*What is needed:*
The lines from the start of the data through the line with "pub trait DnsTransport: Send" are to be returned verbatim; all later lines are to be omitted.
*** Block opens ***
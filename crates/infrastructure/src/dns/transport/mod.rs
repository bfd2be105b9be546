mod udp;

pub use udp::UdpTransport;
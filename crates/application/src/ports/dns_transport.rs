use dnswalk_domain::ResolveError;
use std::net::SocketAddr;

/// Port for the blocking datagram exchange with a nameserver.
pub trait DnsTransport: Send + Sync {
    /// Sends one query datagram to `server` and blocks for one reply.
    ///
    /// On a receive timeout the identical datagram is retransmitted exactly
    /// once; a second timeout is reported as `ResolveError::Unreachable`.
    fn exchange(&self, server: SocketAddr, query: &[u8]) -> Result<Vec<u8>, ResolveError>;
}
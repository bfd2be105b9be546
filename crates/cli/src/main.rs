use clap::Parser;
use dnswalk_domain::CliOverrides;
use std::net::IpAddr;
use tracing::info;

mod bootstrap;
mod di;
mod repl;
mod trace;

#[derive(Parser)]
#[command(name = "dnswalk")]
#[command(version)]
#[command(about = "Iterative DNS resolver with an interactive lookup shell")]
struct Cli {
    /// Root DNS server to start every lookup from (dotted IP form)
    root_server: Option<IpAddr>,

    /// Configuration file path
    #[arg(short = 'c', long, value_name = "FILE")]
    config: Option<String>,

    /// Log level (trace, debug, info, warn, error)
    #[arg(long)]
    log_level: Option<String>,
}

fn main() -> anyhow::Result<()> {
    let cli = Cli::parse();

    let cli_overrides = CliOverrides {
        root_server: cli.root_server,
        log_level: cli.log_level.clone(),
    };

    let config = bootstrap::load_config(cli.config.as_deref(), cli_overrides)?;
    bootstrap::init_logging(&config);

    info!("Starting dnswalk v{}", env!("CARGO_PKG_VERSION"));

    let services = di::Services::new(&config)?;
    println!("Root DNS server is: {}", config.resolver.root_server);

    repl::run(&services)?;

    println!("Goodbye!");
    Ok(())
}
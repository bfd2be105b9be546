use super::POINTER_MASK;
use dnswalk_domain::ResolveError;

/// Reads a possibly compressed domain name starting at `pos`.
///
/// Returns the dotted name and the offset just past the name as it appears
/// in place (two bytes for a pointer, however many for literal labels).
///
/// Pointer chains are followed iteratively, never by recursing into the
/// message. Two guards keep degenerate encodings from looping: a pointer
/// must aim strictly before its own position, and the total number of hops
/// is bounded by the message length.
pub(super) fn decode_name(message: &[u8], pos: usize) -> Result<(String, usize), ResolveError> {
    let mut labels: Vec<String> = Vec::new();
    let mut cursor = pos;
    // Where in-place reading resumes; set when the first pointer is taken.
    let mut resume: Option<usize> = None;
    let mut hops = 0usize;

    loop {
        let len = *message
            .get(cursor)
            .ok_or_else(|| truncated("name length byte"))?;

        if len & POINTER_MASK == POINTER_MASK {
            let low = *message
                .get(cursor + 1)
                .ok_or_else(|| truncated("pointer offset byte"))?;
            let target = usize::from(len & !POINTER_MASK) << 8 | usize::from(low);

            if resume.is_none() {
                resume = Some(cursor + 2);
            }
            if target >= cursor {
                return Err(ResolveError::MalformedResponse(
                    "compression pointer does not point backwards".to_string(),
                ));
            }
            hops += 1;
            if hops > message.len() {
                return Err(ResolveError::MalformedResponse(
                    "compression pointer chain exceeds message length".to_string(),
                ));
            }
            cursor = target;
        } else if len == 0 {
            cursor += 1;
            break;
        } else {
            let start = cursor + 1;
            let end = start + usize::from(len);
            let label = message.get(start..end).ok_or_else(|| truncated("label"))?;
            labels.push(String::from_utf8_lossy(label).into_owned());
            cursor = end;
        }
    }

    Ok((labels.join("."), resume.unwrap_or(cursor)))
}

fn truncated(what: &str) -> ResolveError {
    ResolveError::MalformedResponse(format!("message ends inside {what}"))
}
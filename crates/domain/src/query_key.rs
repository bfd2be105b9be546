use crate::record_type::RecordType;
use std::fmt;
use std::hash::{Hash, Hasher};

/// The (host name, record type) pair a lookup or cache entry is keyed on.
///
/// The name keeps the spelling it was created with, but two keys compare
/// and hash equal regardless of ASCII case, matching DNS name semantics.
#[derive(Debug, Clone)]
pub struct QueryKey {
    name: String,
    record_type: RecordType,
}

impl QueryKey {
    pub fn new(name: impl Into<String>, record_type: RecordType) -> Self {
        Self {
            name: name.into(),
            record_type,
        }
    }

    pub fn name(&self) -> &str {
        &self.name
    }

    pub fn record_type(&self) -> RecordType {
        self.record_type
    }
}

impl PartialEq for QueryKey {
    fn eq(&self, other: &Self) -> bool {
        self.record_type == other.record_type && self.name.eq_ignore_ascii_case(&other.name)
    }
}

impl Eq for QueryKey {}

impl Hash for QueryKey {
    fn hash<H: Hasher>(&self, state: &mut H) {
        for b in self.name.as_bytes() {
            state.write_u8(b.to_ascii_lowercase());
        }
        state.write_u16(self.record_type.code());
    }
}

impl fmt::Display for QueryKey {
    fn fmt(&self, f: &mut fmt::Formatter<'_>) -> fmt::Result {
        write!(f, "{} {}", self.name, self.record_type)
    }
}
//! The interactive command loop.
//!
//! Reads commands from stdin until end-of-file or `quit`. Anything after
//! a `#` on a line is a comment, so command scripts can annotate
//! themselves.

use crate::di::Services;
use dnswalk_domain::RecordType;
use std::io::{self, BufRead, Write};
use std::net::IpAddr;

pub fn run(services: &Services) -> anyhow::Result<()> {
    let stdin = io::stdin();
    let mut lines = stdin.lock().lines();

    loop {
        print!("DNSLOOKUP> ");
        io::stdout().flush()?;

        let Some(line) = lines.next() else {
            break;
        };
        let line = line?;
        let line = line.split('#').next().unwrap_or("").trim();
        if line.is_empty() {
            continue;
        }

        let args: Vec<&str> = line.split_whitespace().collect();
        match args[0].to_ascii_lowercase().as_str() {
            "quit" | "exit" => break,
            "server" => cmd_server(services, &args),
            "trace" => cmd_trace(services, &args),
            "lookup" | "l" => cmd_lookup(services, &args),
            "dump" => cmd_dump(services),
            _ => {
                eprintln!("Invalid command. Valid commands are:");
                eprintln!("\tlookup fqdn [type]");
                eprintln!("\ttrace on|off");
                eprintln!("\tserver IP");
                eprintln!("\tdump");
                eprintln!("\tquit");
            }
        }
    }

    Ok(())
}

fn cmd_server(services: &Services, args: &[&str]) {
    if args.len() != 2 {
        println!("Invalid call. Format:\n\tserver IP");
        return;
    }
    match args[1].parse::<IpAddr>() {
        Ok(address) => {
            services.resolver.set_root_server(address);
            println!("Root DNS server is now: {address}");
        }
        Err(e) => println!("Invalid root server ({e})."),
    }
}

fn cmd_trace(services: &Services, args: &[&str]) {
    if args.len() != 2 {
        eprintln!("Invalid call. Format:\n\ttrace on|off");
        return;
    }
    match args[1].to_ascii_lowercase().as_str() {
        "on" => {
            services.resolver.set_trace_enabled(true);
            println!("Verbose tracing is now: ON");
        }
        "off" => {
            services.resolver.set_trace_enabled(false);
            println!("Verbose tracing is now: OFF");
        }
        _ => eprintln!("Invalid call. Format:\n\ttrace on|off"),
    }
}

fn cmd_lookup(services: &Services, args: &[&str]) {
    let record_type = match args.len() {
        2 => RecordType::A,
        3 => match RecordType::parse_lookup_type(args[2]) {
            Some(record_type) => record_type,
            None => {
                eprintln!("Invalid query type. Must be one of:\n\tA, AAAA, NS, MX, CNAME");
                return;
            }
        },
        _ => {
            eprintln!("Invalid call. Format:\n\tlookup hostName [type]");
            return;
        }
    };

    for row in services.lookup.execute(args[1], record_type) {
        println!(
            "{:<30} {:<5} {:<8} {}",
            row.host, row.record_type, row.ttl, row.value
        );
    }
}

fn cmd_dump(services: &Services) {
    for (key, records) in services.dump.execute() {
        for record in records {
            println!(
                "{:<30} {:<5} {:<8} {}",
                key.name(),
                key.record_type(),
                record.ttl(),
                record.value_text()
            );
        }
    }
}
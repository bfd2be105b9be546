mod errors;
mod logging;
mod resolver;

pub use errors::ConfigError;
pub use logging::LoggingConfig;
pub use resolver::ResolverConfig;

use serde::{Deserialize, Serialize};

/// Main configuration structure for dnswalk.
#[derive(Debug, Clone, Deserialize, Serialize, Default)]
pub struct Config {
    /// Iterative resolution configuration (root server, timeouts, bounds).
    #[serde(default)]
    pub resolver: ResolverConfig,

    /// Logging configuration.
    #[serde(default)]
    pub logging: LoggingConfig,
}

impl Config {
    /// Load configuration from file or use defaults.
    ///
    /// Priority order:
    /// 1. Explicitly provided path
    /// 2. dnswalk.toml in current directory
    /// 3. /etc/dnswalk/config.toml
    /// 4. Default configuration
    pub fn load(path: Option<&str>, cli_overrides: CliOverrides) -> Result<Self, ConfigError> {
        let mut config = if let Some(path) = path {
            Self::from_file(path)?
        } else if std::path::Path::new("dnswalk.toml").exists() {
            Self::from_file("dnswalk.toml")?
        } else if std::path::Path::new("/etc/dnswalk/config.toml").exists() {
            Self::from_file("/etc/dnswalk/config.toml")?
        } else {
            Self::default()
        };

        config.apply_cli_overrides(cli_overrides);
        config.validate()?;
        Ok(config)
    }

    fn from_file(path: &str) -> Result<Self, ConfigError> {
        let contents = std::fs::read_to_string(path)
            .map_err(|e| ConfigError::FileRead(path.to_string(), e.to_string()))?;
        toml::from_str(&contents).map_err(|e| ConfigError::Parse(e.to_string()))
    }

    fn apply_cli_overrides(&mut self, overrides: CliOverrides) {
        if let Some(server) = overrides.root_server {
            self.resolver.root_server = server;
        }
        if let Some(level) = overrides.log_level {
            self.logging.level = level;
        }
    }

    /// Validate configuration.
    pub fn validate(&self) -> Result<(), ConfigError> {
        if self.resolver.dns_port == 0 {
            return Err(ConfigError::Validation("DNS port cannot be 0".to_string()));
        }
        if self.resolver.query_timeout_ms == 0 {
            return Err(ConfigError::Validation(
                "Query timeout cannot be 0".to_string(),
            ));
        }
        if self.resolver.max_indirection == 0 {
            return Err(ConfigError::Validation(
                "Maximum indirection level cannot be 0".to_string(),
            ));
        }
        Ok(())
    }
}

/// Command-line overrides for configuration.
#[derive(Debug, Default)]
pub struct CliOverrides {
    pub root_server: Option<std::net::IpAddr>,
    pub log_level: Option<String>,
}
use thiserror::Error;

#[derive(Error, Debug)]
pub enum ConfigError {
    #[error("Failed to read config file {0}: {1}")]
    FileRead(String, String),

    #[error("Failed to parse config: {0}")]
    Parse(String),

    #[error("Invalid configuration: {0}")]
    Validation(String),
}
*** Block closes ***
*Reply:*
filename crates/infrastructure/src/dns/transport/mod.rs
repository bfd2be105b9be546
mod udp;

pub use udp::UdpTransport;
filename crates/application/src/ports/dns_transport.rs
use dnswalk_domain::ResolveError;
use std::net::SocketAddr;

/// Port for the blocking datagram exchange with a nameserver.
pub trait DnsTransport: Send + Sync {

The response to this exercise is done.